I gave a short talk on caching with Rails last night at the Seattle.rb meeting. The short version is “the page cache is going to hurt a lot worse then you’d expect,” but anyone who read my previous article on caching should already know that. I did the slides for the talk with S5, which was new to me–I had planned on using Keynote, but it seems to have died in the year and a half since I last had a use for it. S5 worked well enough, although there were some formatting issues that kept popping up as the browser window size changed. By and large it was easy to use, and it’s nice to have a HTML version of the talk that doesn’t look like a nasty afterthought.

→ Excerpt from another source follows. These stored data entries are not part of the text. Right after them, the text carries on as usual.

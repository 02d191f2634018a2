// Copyright (c) 2025 Varshith Gudur. Licensed under AGPLv3.
use std::fmt;
use std::time::Duration;

use devicemap_kernel::config::DEFAULT_MAX_BATCH_SIZE;

use crate::errors::ConfigError;

pub const DEFAULT_ENDPOINT: &str = "https://region2.deviceatlascloud.com";
pub const DEFAULT_MEMCACHED_PORT: u16 = 11211;
pub const DEFAULT_USER_AGENT: &str = concat!("devicemap/", env!("CARGO_PKG_VERSION"));

#[derive(Clone)]
pub struct ResolverConfig {
    /// Scheme and host of the classification service, without a trailing path.
    pub endpoint: String,
    pub licence_key: String,
    /// Budget for one classification call, connect to last body byte.
    pub request_timeout: Duration,
    pub user_agent: String,
    pub max_batch_size: u64,
    pub max_concurrent_lookups: usize,
    /// Budget for connecting to a cache node and for each cache operation.
    pub node_timeout: Duration,
}

impl Default for ResolverConfig {
    fn default() -> Self {
        Self {
            endpoint: DEFAULT_ENDPOINT.to_string(),
            licence_key: String::new(),
            request_timeout: Duration::from_secs(2),
            user_agent: DEFAULT_USER_AGENT.to_string(),
            max_batch_size: DEFAULT_MAX_BATCH_SIZE,
            max_concurrent_lookups: 8,
            node_timeout: Duration::from_secs(1),
        }
    }
}

impl ResolverConfig {
    pub fn with_licence_key(licence_key: impl Into<String>) -> Self {
        Self {
            licence_key: licence_key.into(),
            ..Default::default()
        }
    }

    pub fn validate(&self) -> Result<(), ConfigError> {
        if self.licence_key.trim().is_empty() {
            return Err(ConfigError::Invalid("licence key must not be empty".into()));
        }
        if !(self.endpoint.starts_with("http://") || self.endpoint.starts_with("https://")) {
            return Err(ConfigError::Invalid(format!(
                "endpoint must be an http(s) URL, got {:?}",
                self.endpoint
            )));
        }
        if self.max_batch_size == 0 {
            return Err(ConfigError::Invalid("max batch size must be at least 1".into()));
        }
        if self.max_concurrent_lookups == 0 {
            return Err(ConfigError::Invalid("lookup concurrency must be at least 1".into()));
        }
        if self.request_timeout.is_zero() || self.node_timeout.is_zero() {
            return Err(ConfigError::Invalid("timeouts must be non-zero".into()));
        }
        Ok(())
    }
}

// Keeps the licence key out of logs.
impl fmt::Debug for ResolverConfig {
    fn fmt(&self, f: &mut fmt::Formatter<'_>) -> fmt::Result {
        f.debug_struct("ResolverConfig")
            .field("endpoint", &self.endpoint)
            .field("licence_key", &"<redacted>")
            .field("request_timeout", &self.request_timeout)
            .field("user_agent", &self.user_agent)
            .field("max_batch_size", &self.max_batch_size)
            .field("max_concurrent_lookups", &self.max_concurrent_lookups)
            .field("node_timeout", &self.node_timeout)
            .finish()
    }
}
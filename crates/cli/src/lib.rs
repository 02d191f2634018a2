// Copyright (c) 2025 Varshith Gudur. Licensed under AGPLv3.
pub mod args;
pub mod commands;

About halfway through preparing for the talk, I realized that I really need to add a new action cache option, something like caches_action_with_params, so we can explicitly say how query strings and other parameters affect the cache. Here’s a bit of sample code:

class ArticlesController < ApplicationController
  caches_action :index
  caches_action_with_params :read, :id
  caches_action_with_params :permalink, :year, :month, :day, :title

  def index
    @pages, @articles = paginate(
      :article, 
      :per_page => config[:limit_article_display], 
      :conditions => 'published != 0', 
      :order_by => "created_at DESC"
  end

  def read  
    @article = Article.find(
      params[:id], 
      :conditions => "published != 0", 
      :include => [:categories])    
  end

  def permalink
    @article = Article.find_by_permalink(
      params[:year], 
      params[:month], 
      params[:day], 
      params[:title])
  end

  ...
end

At least as of Rails 0.13.1, calling /articles/read?id=10 will create a cache entry for /articles/read, which is wrong, and then asking for /articles/read?id=20 will return the cached entry for id=10. Yes, the user is supposed to use routes for this, but explicit query params still work, and there are times when you really need to use them. Fortunately, this is really only 20 lines of code, so it shouldn’t be too hard to write.